Probably the single biggest mistake people make (other than not eating enough protein) when going on a cycle is assuming that now they can do a bunch of **** in the gym they couldn't get away with when training clean. It DOES work that way for many people. But the truth is MOST people don't get that big of a boost in recovery. By that I mean it doesn't allow you to train that much more frequently, or do a LOT more volume or intensity than you could do training clean.
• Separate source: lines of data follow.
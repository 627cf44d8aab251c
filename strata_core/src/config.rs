// Copyright 2026 the Strata Authors
// SPDX-License-Identifier: Apache-2.0 OR MIT

//! Engine configuration.

use crate::time::Duration;

/// Tunables for the [`PipelineContext`](crate::pipeline::PipelineContext).
#[derive(Clone, Copy, Debug, PartialEq, Eq)]
pub struct EngineConfig {
    /// How long a window may stay resize-pending before the gate gives up
    /// waiting for the window manager and processing resumes.
    pub resize_timeout: Duration,
    /// Delay used by
    /// [`schedule_hover_action`](crate::pipeline::PipelineContext::schedule_hover_action).
    pub hover_delay: Duration,
    /// Whether repositioned widgets may be moved by copying their pixels.
    ///
    /// When `false`, every repositioned widget is redrawn from scratch.
    pub move_with_contents: bool,
    /// Capacity of each window's exception channel. Overflow drops the
    /// oldest record.
    pub exception_capacity: usize,
}

impl EngineConfig {
    /// Configuration for on-screen windows.
    pub const DEFAULT: Self = Self {
        resize_timeout: Duration::from_millis(1000),
        hover_delay: Duration::from_millis(500),
        move_with_contents: true,
        exception_capacity: 32,
    };

    /// Configuration for offscreen rendering and tests: the resize gate
    /// expires on the next pass and hover actions fire immediately.
    #[must_use]
    pub const fn headless() -> Self {
        Self {
            resize_timeout: Duration::ZERO,
            hover_delay: Duration::ZERO,
            ..Self::DEFAULT
        }
    }
}

impl Default for EngineConfig {
    fn default() -> Self {
        Self::DEFAULT
    }
}
/// Pending source rectangles indexed by each of their four edges.
#[derive(Debug, Default)]
struct EdgeIndex {
    left: BTreeSet<(Edge, usize)>,
    right: BTreeSet<(Edge, usize)>,
    top: BTreeSet<(Edge, usize)>,
    bottom: BTreeSet<(Edge, usize)>,
}

impl EdgeIndex {
    fn insert(&mut self, idx: usize, r: Rect) {
        let fresh = self.left.insert((Edge(r.x0), idx));
        assert!(fresh, "internal error: survivor {idx} is already pending");
        self.right.insert((Edge(r.x1), idx));
        self.top.insert((Edge(r.y0), idx));
        self.bottom.insert((Edge(r.y1), idx));
    }

    fn remove(&mut self, idx: usize, r: Rect) {
        let present = self.left.remove(&(Edge(r.x0), idx));
        assert!(present, "internal error: survivor {idx} is not pending");
        self.right.remove(&(Edge(r.x1), idx));
        self.top.remove(&(Edge(r.y0), idx));
        self.bottom.remove(&(Edge(r.y1), idx));
    }

    /// Bounding box of every pending source.
    fn bounds(&self) -> Option<Rect> {
        let (Edge(x0), _) = self.left.first()?;
        let (Edge(x1), _) = self.right.last()?;
        let (Edge(y0), _) = self.top.first()?;
        let (Edge(y1), _) = self.bottom.last()?;
        Some(Rect::new(*x0, *y0, *x1, *y1))
    }

    /// Picks the pending source whose edge sticks out furthest past `dest`,
    /// so removing it shrinks the bounding box where it matters most.
    fn probe_toward(&self, dest: Rect) -> Option<usize> {
        let extremes = [
            self.left.first().map(|(Edge(x0), i)| (dest.x0 - x0, *i)),
            self.right.last().map(|(Edge(x1), i)| (x1 - dest.x1, *i)),
            self.top.first().map(|(Edge(y0), i)| (dest.y0 - y0, *i)),
            self.bottom.last().map(|(Edge(y1), i)| (y1 - dest.y1, *i)),
        ];
        extremes
            .into_iter()
            .flatten()
            .max_by(|a, b| a.0.total_cmp(&b.0))
            .map(|(_, idx)| idx)
    }
}

#[cfg(test)]
mod tests {
    use super::*;
    use crate::geometry::rect;

    fn candidate(key: u32, source: Rect, x: f64, y: f64) -> MoveCandidate<u32> {
        MoveCandidate::new(key, source, Point::new(x, y))
    }

    fn keys(moves: &[MoveCandidate<u32>]) -> Vec<u32> {
        moves.iter().map(|m| m.key).collect()
    }

    #[test]
    fn uniform_east_shift_runs_furthest_first() {
        let plan = plan_moves(vec![
            candidate(1, rect(0.0, 0.0, 10.0, 10.0), 10.0, 0.0),
            candidate(2, rect(20.0, 0.0, 10.0, 10.0), 30.0, 0.0),
            candidate(3, rect(40.0, 0.0, 10.0, 10.0), 50.0, 0.0),
        ]);
        assert_eq!(plan.direction, Some(Direction::East));
        assert_eq!(keys(&plan.moves), [3, 2, 1]);
        assert!(plan.fallback.is_empty(), "every move is copyable");
    }

    #[test]
    fn diagonal_mover_keeps_its_place_when_clear() {
        // A: (0,0,10,10) -> (20,0). B: (15,15,10,10) -> (40,13).
        let plan = plan_moves(vec![
            candidate(0xA, rect(0.0, 0.0, 10.0, 10.0), 20.0, 0.0),
            candidate(0xB, rect(15.0, 15.0, 10.0, 10.0), 40.0, 13.0),
        ]);
        assert_eq!(plan.direction, Some(Direction::East));
        assert_eq!(keys(&plan.moves), [0xB, 0xA]);
        assert!(plan.fallback.is_empty());
    }

    #[test]
    fn genuine_blocker_is_finalized_first() {
        // A sorts first (its destination reaches x = 25) but lands on B's
        // source, so B must be copied out of the way beforehand.
        let a = candidate(0xA, rect(0.0, 0.0, 10.0, 10.0), 15.0, 0.0);
        let b = candidate(0xB, rect(12.0, 5.0, 10.0, 10.0), 13.0, 40.0);
        let c = candidate(0xC, rect(100.0, 0.0, 10.0, 10.0), 101.0, 0.0);
        let plan = plan_moves(vec![a, b, c]);
        assert_eq!(plan.direction, Some(Direction::East));
        assert_eq!(keys(&plan.moves), [0xC, 0xB, 0xA]);
    }

    #[test]
    fn zero_width_source_never_blocks() {
        // The sliver sits inside A's destination but has no pixels to lose.
        let a = candidate(0xA, rect(0.0, 0.0, 10.0, 10.0), 10.0, 0.0);
        let sliver = candidate(1, Rect::new(15.0, 0.0, 15.0, 10.0), 17.0, 0.0);
        let plan = plan_moves(vec![sliver, a]);
        assert_eq!(keys(&plan.moves), [0xA, 1]);
        assert!(plan.fallback.is_empty());
    }

    #[test]
    fn bounding_box_false_positive_is_cleared_by_probing() {
        // The pending sources straddle A's destination without touching it.
        let a = candidate(0xA, rect(40.0, 40.0, 10.0, 10.0), 50.0, 40.0);
        let left = candidate(1, rect(0.0, 0.0, 10.0, 10.0), 1.0, 0.0);
        let right = candidate(2, rect(100.0, 100.0, 10.0, 10.0), 101.0, 100.0);
        let plan = plan_moves(vec![a, left, right]);
        assert_eq!(keys(&plan.moves), [2, 0xA, 1]);
    }

    #[test]
    fn mutual_overlap_falls_back_to_redraw() {
        // A moves onto B's source and B moves onto A's source.
        let a = candidate(0xA, rect(0.0, 0.0, 10.0, 10.0), 5.0, 20.0);
        let b = candidate(0xB, rect(5.0, 20.0, 10.0, 10.0), 6.0, 0.0);
        let plan = plan_moves(vec![a, b]);
        assert_eq!(plan.direction, Some(Direction::East));
        assert_eq!(plan.moves.len(), 1, "one side of the cycle can still be copied");
        assert_eq!(plan.fallback.len(), 1);
    }

    #[test]
    fn losing_direction_falls_back() {
        let plan = plan_moves(vec![
            candidate(1, rect(0.0, 50.0, 10.0, 10.0), 0.0, 40.0),
            candidate(2, rect(20.0, 50.0, 10.0, 10.0), 20.0, 40.0),
            candidate(3, rect(40.0, 50.0, 10.0, 10.0), 45.0, 50.0),
        ]);
        assert_eq!(plan.direction, Some(Direction::North));
        assert_eq!(keys(&plan.moves), [1, 2]);
        assert_eq!(keys(&plan.fallback), [3]);
    }

    #[test]
    fn ties_prefer_north_then_south_then_west() {
        let votes = DirectionVotes {
            north: 2,
            south: 2,
            west: 2,
            east: 2,
        };
        assert_eq!(votes.winner(), Some(Direction::North));
        let votes = DirectionVotes {
            north: 0,
            south: 1,
            west: 1,
            east: 1,
        };
        assert_eq!(votes.winner(), Some(Direction::South));
        let votes = DirectionVotes {
            west: 3,
            east: 3,
            ..DirectionVotes::default()
        };
        assert_eq!(votes.winner(), Some(Direction::West));
        assert_eq!(DirectionVotes::default().winner(), None);
    }

    #[test]
    fn degenerate_and_stationary_candidates_fall_back() {
        let plan = plan_moves(vec![
            candidate(1, Rect::new(0.0, 0.0, f64::NAN, 10.0), 5.0, 0.0),
            candidate(2, rect(0.0, 0.0, 10.0, 10.0), 0.0, 0.0),
        ]);
        assert_eq!(plan.direction, None);
        assert!(plan.moves.is_empty());
        assert_eq!(plan.fallback.len(), 2);
    }

    #[test]
    fn zero_size_destination_is_trivially_safe() {
        let plan = plan_moves(vec![
            candidate(1, rect(0.0, 0.0, 0.0, 10.0), 20.0, 0.0),
            candidate(2, rect(20.0, 0.0, 10.0, 10.0), 21.0, 0.0),
        ]);
        assert_eq!(plan.moves.len(), 2);
    }
}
What gear does is make you grow a LOT more than you would clean when doing a routine that is within your ability to recover from it. My suggestion is to take a routine you KNOW you can gain on when clean, and then let the gear amplify the results. Most people can do a few sets more, and it is a given that intensity will be higher because of nerve excitability and increased aggressiveness. I see people all the time doing HUGE doses and barely growing because they then believe they can "train like the pro's". I know because I have done the same thing myself and the end result was just a waste of time and good gear.
If you grow OK on 12 sets when clean, fine, I'd say do it and you MIGHT be abl;e to do a couple more. I RARELY have any trainee do more than 9 sets a bodypart, and most less than that. That doesn't mean it won't work for you, or doesn't work great for MANY others. But MOST people just don't need, and in fact CAN'T productively do that many sets.
Using the weights for burning calories while dieting is brought to you by people TOTALLY ignorant of the metabolic demands of weight training. Bodyfat reduction should be purely the result of diet and cardio work. The lifting side of it should be done the same way you built the muscle in the first place.